Dataset content ::
────────────────────

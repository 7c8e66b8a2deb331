// ── Pure derivation: snapshot + criteria → page ──

use std::sync::Arc;

use super::enrich::Enrich;
use super::filter::{self, FilterState};
use super::paginate::{self, PageState};
use crate::store::Snapshot;

/// Everything one page of a collection shows, derived from one snapshot.
#[derive(Debug, Clone)]
pub struct Derived<V> {
    pub enriched: Vec<Arc<V>>,
    pub filtered: Vec<Arc<V>>,
    pub paged: Vec<Arc<V>>,
    /// The requested page after clamping.
    pub page: PageState,
    /// `ceil(filtered / per_page)`, 0 when nothing matched.
    pub total_pages: usize,
}

impl<V> Derived<V> {
    pub fn display_total_pages(&self) -> usize {
        self.total_pages.max(1)
    }

    pub fn is_empty(&self) -> bool {
        self.filtered.is_empty()
    }
}

/// Enrich the active records of `T`, filter, clamp the page and slice it.
pub fn derive<T: Enrich>(
    snapshot: &Snapshot,
    filter: &FilterState,
    page: PageState,
) -> Derived<T::View> {
    derive_records(snapshot.active::<T>(), snapshot, filter, page)
}

/// Same as [`derive`], over an explicit record set (e.g. one loaded from a
/// source) enriched against `snapshot`.
pub fn derive_records<'a, T: Enrich>(
    records: impl IntoIterator<Item = &'a T>,
    snapshot: &Snapshot,
    filter: &FilterState,
    page: PageState,
) -> Derived<T::View> {
    let enriched: Vec<Arc<T::View>> = records
        .into_iter()
        .filter(|r| r.is_active())
        .map(|r| Arc::new(r.enrich(snapshot)))
        .collect();
    let filtered = filter::apply(&enriched, filter);
    let page = page.clamped(filtered.len());
    let paged = paginate::page_slice(&filtered, page).to_vec();
    let total_pages = paginate::total_pages(filtered.len(), page.per_page());

    tracing::debug!(
        kind = %T::KIND,
        enriched = enriched.len(),
        filtered = filtered.len(),
        page = page.current(),
        total_pages,
        "derived page"
    );

    Derived {
        enriched,
        filtered,
        paged,
        page,
        total_pages,
    }
}

#[cfg(test)]
#[allow(clippy::unwrap_used)]
mod tests {
    use std::num::NonZeroUsize;

    use super::*;
    use crate::model::{Bus, EntityId};
    use crate::store::demo;
    use crate::view::CategoryFilter;

    fn three_per_page() -> PageState {
        PageState::new(NonZeroUsize::new(3).unwrap())
    }

    #[test]
    fn search_reaches_resolved_establishment_name() {
        let snap = demo::snapshot();
        let filter = FilterState::new(None, "elo");

        let derived = derive::<Bus>(&snap, &filter, three_per_page());

        let plates: Vec<&str> = derived
            .filtered
            .iter()
            .map(|v| v.bus.plate_number.as_str())
            .collect();
        assert_eq!(plates, ["1234-A-6", "5678-B-6", "9012-A-1", "3456-D-1"]);
        assert!(derived.filtered.iter().all(|v| {
            !v.bus.plate_number.to_lowercase().contains("elo")
                && !v.bus.make.to_lowercase().contains("elo")
        }));
    }

    #[test]
    fn empty_category_resets_to_first_page() {
        let snap = demo::snapshot();
        let filter = FilterState {
            category: CategoryFilter::Only(EntityId::new(2)),
            query: String::new(),
        };

        let derived = derive::<Bus>(&snap, &filter, three_per_page().at(3));

        assert!(derived.is_empty());
        assert!(derived.paged.is_empty());
        assert_eq!(derived.page.current(), 1);
        assert_eq!(derived.total_pages, 0);
        assert_eq!(derived.display_total_pages(), 1);
    }

    #[test]
    fn derived_views_do_not_alias_later_snapshots() {
        let snap = demo::snapshot();
        let before = derive::<Bus>(&snap, &FilterState::default(), three_per_page());

        let mut next = snap.clone();
        next.modify::<Bus>(EntityId::new(1), |b| b.make = "Changed".into())
            .unwrap();
        let after = derive::<Bus>(&next, &FilterState::default(), three_per_page());

        assert_eq!(before.paged[0].bus.make, "Mercedes");
        assert_eq!(after.paged[0].bus.make, "Changed");
    }

    #[test]
    fn demo_bus_page_snapshot() {
        let snap = demo::snapshot();
        let derived = derive::<Bus>(&snap, &FilterState::default(), three_per_page().at(3));
        insta::assert_json_snapshot!(derived.paged, @r###"
        [
          {
            "id": 7,
            "plateNumber": "1357-W-6",
            "make": "Hyundai",
            "capacity": 40,
            "establishmentId": 3,
            "driverId": null,
            "establishmentName": "École Al Amal",
            "driverName": "Non attribué"
          }
        ]
        "###);
    }
}
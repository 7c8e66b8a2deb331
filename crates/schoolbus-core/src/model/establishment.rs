// ── Establishment (school) ──

use serde::{Deserialize, Serialize};

use super::entity_id::EntityId;
use super::kind::{EntityKind, Record};
use crate::store::Snapshot;

/// A school served by the transport service.
#[derive(Debug, Clone, PartialEq, Eq, Serialize, Deserialize)]
#[serde(rename_all = "camelCase")]
pub struct Establishment {
    pub id: EntityId,
    pub name: String,
    pub address: String,
    pub city: String,
    #[serde(default, skip_serializing_if = "Option::is_none")]
    pub phone: Option<String>,
}

impl Record for Establishment {
    const KIND: EntityKind = EntityKind::Establishment;

    fn id(&self) -> EntityId {
        self.id
    }

    fn set_id(&mut self, id: EntityId) {
        self.id = id;
    }

    fn collection(snapshot: &Snapshot) -> &[Self] {
        &snapshot.establishments
    }

    fn collection_mut(snapshot: &mut Snapshot) -> &mut Vec<Self> {
        std::sync::Arc::make_mut(&mut snapshot.establishments)
    }
}
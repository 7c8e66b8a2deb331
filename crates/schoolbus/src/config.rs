//! CLI configuration: thin wrapper around `schoolbus_config` shared types.
//!
//! Re-exports the shared types and adds resolution that respects
//! `GlobalOpts` flag overrides (--api-url, --data, --api-token, ...).

use secrecy::SecretString;

use schoolbus_core::{Backend, ControllerConfig};

use crate::cli::GlobalOpts;
use crate::error::CliError;

// ── Re-exports from shared crate ────────────────────────────────────

pub use schoolbus_config::{
    BackendKind, Config, Defaults, Profile, config_path, default_dataset_path, load_config,
    load_config_or_default, save_config,
};

// ── CLI-specific helpers ────────────────────────────────────────────

/// Resolve the active profile name from CLI flags and config.
pub fn active_profile_name(global: &GlobalOpts, config: &Config) -> String {
    global
        .profile
        .clone()
        .or_else(|| config.default_profile.clone())
        .unwrap_or_else(|| "default".into())
}

/// Build a `ControllerConfig` from the config file, active profile, and
/// flag overrides.
///
/// With no matching profile the CLI still works: `--api-url` selects a
/// remote backend, otherwise the local dataset at the default location
/// is used. An explicitly requested profile must exist, and a config file
/// that fails to parse is an error rather than an empty config.
pub fn build_controller_config(global: &GlobalOpts) -> Result<ControllerConfig, CliError> {
    let cfg = load_config()?;
    let name = active_profile_name(global, &cfg);

    match cfg.profiles.get(&name) {
        Some(profile) => resolve_profile(profile, global, &cfg.defaults),
        None if global.profile.is_some() => Err(CliError::ProfileNotFound {
            name,
            available: available_profiles(&cfg),
        }),
        None => resolve_profile(&Profile::default(), global, &cfg.defaults),
    }
}

/// Translate a `Profile` + global flags into a `ControllerConfig`.
///
/// CLI flag overrides take priority over profile values.
pub fn resolve_profile(
    profile: &Profile,
    global: &GlobalOpts,
    defaults: &Defaults,
) -> Result<ControllerConfig, CliError> {
    let mut effective = profile.clone();

    // 1. Backend selection (flag > profile)
    if let Some(ref url) = global.api_url {
        effective.backend = BackendKind::Remote;
        effective.api_url = Some(url.clone());
    } else if let Some(ref path) = global.data {
        effective.backend = BackendKind::Local;
        effective.dataset = Some(path.clone());
    }

    // 2. Transport knobs
    if global.insecure {
        effective.insecure = Some(true);
    }
    if let Some(timeout) = global.timeout {
        effective.timeout = Some(timeout);
    }
    if let Some(per_page) = global.per_page {
        effective.items_per_page = Some(per_page.get());
    }

    let mut config = schoolbus_config::profile_to_controller_config(&effective, defaults)?;

    // 3. Token (flag > env var > plaintext)
    if let (Some(key), Backend::Remote { token, .. }) = (&global.api_token, &mut config.backend) {
        *token = Some(SecretString::from(key.clone()));
    }

    Ok(config)
}

pub fn available_profiles(cfg: &Config) -> String {
    if cfg.profiles.is_empty() {
        "(none)".into()
    } else {
        cfg.profiles.keys().cloned().collect::<Vec<_>>().join(", ")
    }
}
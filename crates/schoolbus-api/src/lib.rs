//! Async client for the school-bus administration REST backend.
//!
//! The backend is a plain JSON CRUD service. Every resource (buses,
//! parents, students, ...) answers the same four verbs:
//!
//! - `GET    /{resource}?page=&limit=&...` → `{ data: [...], pagination: { page, limit, totalPages } }`
//! - `POST   /{resource}`                 → created record
//! - `PUT    /{resource}/{id}`            → updated record
//! - `DELETE /{resource}/{id}`            → acknowledgement
//!
//! [`ApiClient`] is deliberately schema-agnostic: callers bring their own
//! `Serialize` / `DeserializeOwned` types. Domain modelling lives in
//! `schoolbus-core`.

pub mod client;
pub mod error;
pub mod transport;
pub mod types;

pub use client::ApiClient;
pub use error::Error;
pub use transport::{TlsMode, TransportConfig};
pub use types::{ListParams, Page, Pagination};
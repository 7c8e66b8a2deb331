// ── Runtime backend configuration ──
//
// Describes *where* the collections live: a local dataset file (or the
// built-in demo) or a remote REST backend. Never touches config files;
// the CLI builds a `ControllerConfig` and hands it in.

use std::num::NonZeroUsize;
use std::path::PathBuf;
use std::time::Duration;

use secrecy::SecretString;
use url::Url;

/// Default page size for every admin page.
pub const DEFAULT_ITEMS_PER_PAGE: NonZeroUsize = match NonZeroUsize::new(10) {
    Some(n) => n,
    None => NonZeroUsize::MIN,
};

/// TLS verification strategy for the remote backend.
#[derive(Debug, Clone, Default, PartialEq, Eq)]
pub enum TlsVerification {
    /// System CA store (strict).
    #[default]
    SystemDefaults,
    /// Custom CA certificate file.
    CustomCa(PathBuf),
    /// Skip verification (self-signed development backends).
    DangerAcceptInvalid,
}

/// Where records are read from and mutations are applied.
#[derive(Debug, Clone)]
pub enum Backend {
    /// In-memory snapshot, optionally persisted to a JSON dataset file.
    /// `None` runs on the demo dataset without persistence.
    Local { dataset: Option<PathBuf> },
    /// REST backend; the server owns identity and pagination.
    Remote {
        url: Url,
        token: Option<SecretString>,
        tls: TlsVerification,
        timeout: Duration,
    },
}

impl Backend {
    pub fn is_remote(&self) -> bool {
        matches!(self, Self::Remote { .. })
    }
}

#[derive(Debug, Clone)]
pub struct ControllerConfig {
    pub backend: Backend,
    pub items_per_page: NonZeroUsize,
}

impl Default for ControllerConfig {
    fn default() -> Self {
        Self {
            backend: Backend::Local { dataset: None },
            items_per_page: DEFAULT_ITEMS_PER_PAGE,
        }
    }
}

────────────────────

Among the records above, only the lines between the line holding "effective.timeout = Some(timeout);" and the line holding "The backend is", inclusive, are to be output, exactly as written.

Solution below ::
        effective.timeout = Some(timeout);
    }
    if let Some(per_page) = global.per_page {
        effective.items_per_page = Some(per_page.get());
    }

    let mut config = schoolbus_config::profile_to_controller_config(&effective, defaults)?;

    // 3. Token (flag > env var > plaintext)
    if let (Some(key), Backend::Remote { token, .. }) = (&global.api_token, &mut config.backend) {
        *token = Some(SecretString::from(key.clone()));
    }

    Ok(config)
}

pub fn available_profiles(cfg: &Config) -> String {
    if cfg.profiles.is_empty() {
        "(none)".into()
    } else {
        cfg.profiles.keys().cloned().collect::<Vec<_>>().join(", ")
    }
}
filename crates/schoolbus-api/src/lib.rs
//! Async client for the school-bus administration REST backend.
//!
//! The backend is a plain JSON CRUD service. Every resource (buses,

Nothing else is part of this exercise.